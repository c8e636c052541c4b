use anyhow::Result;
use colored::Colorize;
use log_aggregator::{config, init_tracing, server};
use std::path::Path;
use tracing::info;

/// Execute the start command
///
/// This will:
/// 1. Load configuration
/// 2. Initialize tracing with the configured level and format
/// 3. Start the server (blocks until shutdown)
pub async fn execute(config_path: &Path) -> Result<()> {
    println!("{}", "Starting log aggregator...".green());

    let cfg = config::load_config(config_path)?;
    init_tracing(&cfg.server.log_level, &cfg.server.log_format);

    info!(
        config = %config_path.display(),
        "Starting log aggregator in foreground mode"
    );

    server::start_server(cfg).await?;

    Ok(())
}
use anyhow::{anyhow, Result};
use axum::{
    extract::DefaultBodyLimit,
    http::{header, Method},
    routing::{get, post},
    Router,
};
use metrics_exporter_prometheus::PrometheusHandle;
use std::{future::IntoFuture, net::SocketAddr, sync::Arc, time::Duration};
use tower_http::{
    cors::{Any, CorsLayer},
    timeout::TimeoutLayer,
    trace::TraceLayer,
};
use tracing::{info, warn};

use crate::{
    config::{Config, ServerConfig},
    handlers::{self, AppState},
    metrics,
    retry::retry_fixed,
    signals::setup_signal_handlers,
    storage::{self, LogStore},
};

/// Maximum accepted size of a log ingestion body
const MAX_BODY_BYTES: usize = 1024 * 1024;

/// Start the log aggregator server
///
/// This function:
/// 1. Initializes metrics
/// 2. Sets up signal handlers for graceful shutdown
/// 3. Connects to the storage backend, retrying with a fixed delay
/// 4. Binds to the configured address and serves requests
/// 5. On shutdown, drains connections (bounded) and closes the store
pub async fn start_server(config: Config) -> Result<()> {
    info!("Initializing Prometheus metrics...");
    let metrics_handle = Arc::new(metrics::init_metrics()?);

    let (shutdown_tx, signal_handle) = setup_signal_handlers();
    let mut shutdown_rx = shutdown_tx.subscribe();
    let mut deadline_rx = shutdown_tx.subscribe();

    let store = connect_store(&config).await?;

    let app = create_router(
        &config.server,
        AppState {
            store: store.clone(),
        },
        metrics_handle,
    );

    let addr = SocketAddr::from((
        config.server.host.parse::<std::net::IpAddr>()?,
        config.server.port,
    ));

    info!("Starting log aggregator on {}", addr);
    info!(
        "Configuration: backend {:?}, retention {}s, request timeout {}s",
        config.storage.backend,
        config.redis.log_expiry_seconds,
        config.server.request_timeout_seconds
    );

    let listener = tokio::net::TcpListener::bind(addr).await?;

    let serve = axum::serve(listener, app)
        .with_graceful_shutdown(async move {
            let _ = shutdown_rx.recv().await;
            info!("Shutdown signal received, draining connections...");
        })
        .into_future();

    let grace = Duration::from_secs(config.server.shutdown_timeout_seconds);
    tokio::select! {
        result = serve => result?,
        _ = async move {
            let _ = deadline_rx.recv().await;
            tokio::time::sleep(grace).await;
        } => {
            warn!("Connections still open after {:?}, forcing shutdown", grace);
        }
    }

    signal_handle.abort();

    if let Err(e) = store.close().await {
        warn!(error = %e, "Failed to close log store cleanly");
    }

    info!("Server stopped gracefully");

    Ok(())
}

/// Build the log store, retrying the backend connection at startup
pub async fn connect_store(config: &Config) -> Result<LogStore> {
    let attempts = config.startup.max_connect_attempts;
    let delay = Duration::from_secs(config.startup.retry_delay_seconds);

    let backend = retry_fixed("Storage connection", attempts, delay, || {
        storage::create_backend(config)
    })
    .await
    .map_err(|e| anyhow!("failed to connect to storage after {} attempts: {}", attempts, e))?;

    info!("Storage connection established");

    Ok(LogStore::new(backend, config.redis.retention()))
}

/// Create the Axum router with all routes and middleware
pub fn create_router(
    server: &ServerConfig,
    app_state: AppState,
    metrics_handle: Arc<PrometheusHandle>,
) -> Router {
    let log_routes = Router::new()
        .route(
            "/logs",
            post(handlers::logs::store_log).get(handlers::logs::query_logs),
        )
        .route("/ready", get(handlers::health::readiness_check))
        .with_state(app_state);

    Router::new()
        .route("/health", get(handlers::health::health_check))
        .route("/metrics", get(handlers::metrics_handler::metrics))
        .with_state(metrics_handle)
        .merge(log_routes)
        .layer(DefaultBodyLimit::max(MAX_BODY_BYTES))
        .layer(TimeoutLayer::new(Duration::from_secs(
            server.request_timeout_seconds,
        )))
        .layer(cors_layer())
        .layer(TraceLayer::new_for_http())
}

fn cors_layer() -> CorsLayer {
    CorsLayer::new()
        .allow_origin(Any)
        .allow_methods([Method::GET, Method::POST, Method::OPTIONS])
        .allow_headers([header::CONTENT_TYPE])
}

▶ WORK ORDER
Quote all of the entries verbatim.

▶ WRITTEN ANSWER
repository c8e636c052541c4b
use anyhow::Result;
use colored::Colorize;
use log_aggregator::{config, init_tracing, server};
use std::path::Path;
use tracing::info;

/// Execute the start command
///
/// This will:
/// 1. Load configuration
/// 2. Initialize tracing with the configured level and format
/// 3. Start the server (blocks until shutdown)
pub async fn execute(config_path: &Path) -> Result<()> {
    println!("{}", "Starting log aggregator...".green());

    let cfg = config::load_config(config_path)?;
    init_tracing(&cfg.server.log_level, &cfg.server.log_format);

    info!(
        config = %config_path.display(),
        "Starting log aggregator in foreground mode"
    );

    server::start_server(cfg).await?;

    Ok(())
}
use anyhow::{anyhow, Result};
use axum::{
    extract::DefaultBodyLimit,
    http::{header, Method},
    routing::{get, post},
    Router,
};
use metrics_exporter_prometheus::PrometheusHandle;
use std::{future::IntoFuture, net::SocketAddr, sync::Arc, time::Duration};
use tower_http::{
    cors::{Any, CorsLayer},
    timeout::TimeoutLayer,
    trace::TraceLayer,
};
use tracing::{info, warn};

use crate::{
    config::{Config, ServerConfig},
    handlers::{self, AppState},
    metrics,
    retry::retry_fixed,
    signals::setup_signal_handlers,
    storage::{self, LogStore},
};

/// Maximum accepted size of a log ingestion body
const MAX_BODY_BYTES: usize = 1024 * 1024;

/// Start the log aggregator server
///
/// This function:
/// 1. Initializes metrics
/// 2. Sets up signal handlers for graceful shutdown
/// 3. Connects to the storage backend, retrying with a fixed delay
/// 4. Binds to the configured address and serves requests
/// 5. On shutdown, drains connections (bounded) and closes the store
pub async fn start_server(config: Config) -> Result<()> {
    info!("Initializing Prometheus metrics...");
    let metrics_handle = Arc::new(metrics::init_metrics()?);

    let (shutdown_tx, signal_handle) = setup_signal_handlers();
    let mut shutdown_rx = shutdown_tx.subscribe();
    let mut deadline_rx = shutdown_tx.subscribe();

    let store = connect_store(&config).await?;

    let app = create_router(
        &config.server,
        AppState {
            store: store.clone(),
        },
        metrics_handle,
    );

    let addr = SocketAddr::from((
        config.server.host.parse::<std::net::IpAddr>()?,
        config.server.port,
    ));

    info!("Starting log aggregator on {}", addr);
    info!(
        "Configuration: backend {:?}, retention {}s, request timeout {}s",
        config.storage.backend,
        config.redis.log_expiry_seconds,
        config.server.request_timeout_seconds
    );

    let listener = tokio::net::TcpListener::bind(addr).await?;

    let serve = axum::serve(listener, app)
        .with_graceful_shutdown(async move {
            let _ = shutdown_rx.recv().await;
            info!("Shutdown signal received, draining connections...");
        })
        .into_future();

    let grace = Duration::from_secs(config.server.shutdown_timeout_seconds);
    tokio::select! {
        result = serve => result?,
        _ = async move {
            let _ = deadline_rx.recv().await;
            tokio::time::sleep(grace).await;
        } => {
            warn!("Connections still open after {:?}, forcing shutdown", grace);
        }
    }

    signal_handle.abort();

    if let Err(e) = store.close().await {
        warn!(error = %e, "Failed to close log store cleanly");
    }

    info!("Server stopped gracefully");

    Ok(())
}

/// Build the log store, retrying the backend connection at startup
pub async fn connect_store(config: &Config) -> Result<LogStore> {
    let attempts = config.startup.max_connect_attempts;
    let delay = Duration::from_secs(config.startup.retry_delay_seconds);

    let backend = retry_fixed("Storage connection", attempts, delay, || {
        storage::create_backend(config)
    })
    .await
    .map_err(|e| anyhow!("failed to connect to storage after {} attempts: {}", attempts, e))?;

    info!("Storage connection established");

    Ok(LogStore::new(backend, config.redis.retention()))
}

/// Create the Axum router with all routes and middleware
pub fn create_router(
    server: &ServerConfig,
    app_state: AppState,
    metrics_handle: Arc<PrometheusHandle>,
) -> Router {
    let log_routes = Router::new()
        .route(
            "/logs",
            post(handlers::logs::store_log).get(handlers::logs::query_logs),
        )
        .route("/ready", get(handlers::health::readiness_check))
        .with_state(app_state);

    Router::new()
        .route("/health", get(handlers::health::health_check))
        .route("/metrics", get(handlers::metrics_handler::metrics))
        .with_state(metrics_handle)
        .merge(log_routes)
        .layer(DefaultBodyLimit::max(MAX_BODY_BYTES))
        .layer(TimeoutLayer::new(Duration::from_secs(
            server.request_timeout_seconds,
        )))
        .layer(cors_layer())
        .layer(TraceLayer::new_for_http())
}

fn cors_layer() -> CorsLayer {
    CorsLayer::new()
        .allow_origin(Any)
        .allow_methods([Method::GET, Method::POST, Method::OPTIONS])
        .allow_headers([header::CONTENT_TYPE])
}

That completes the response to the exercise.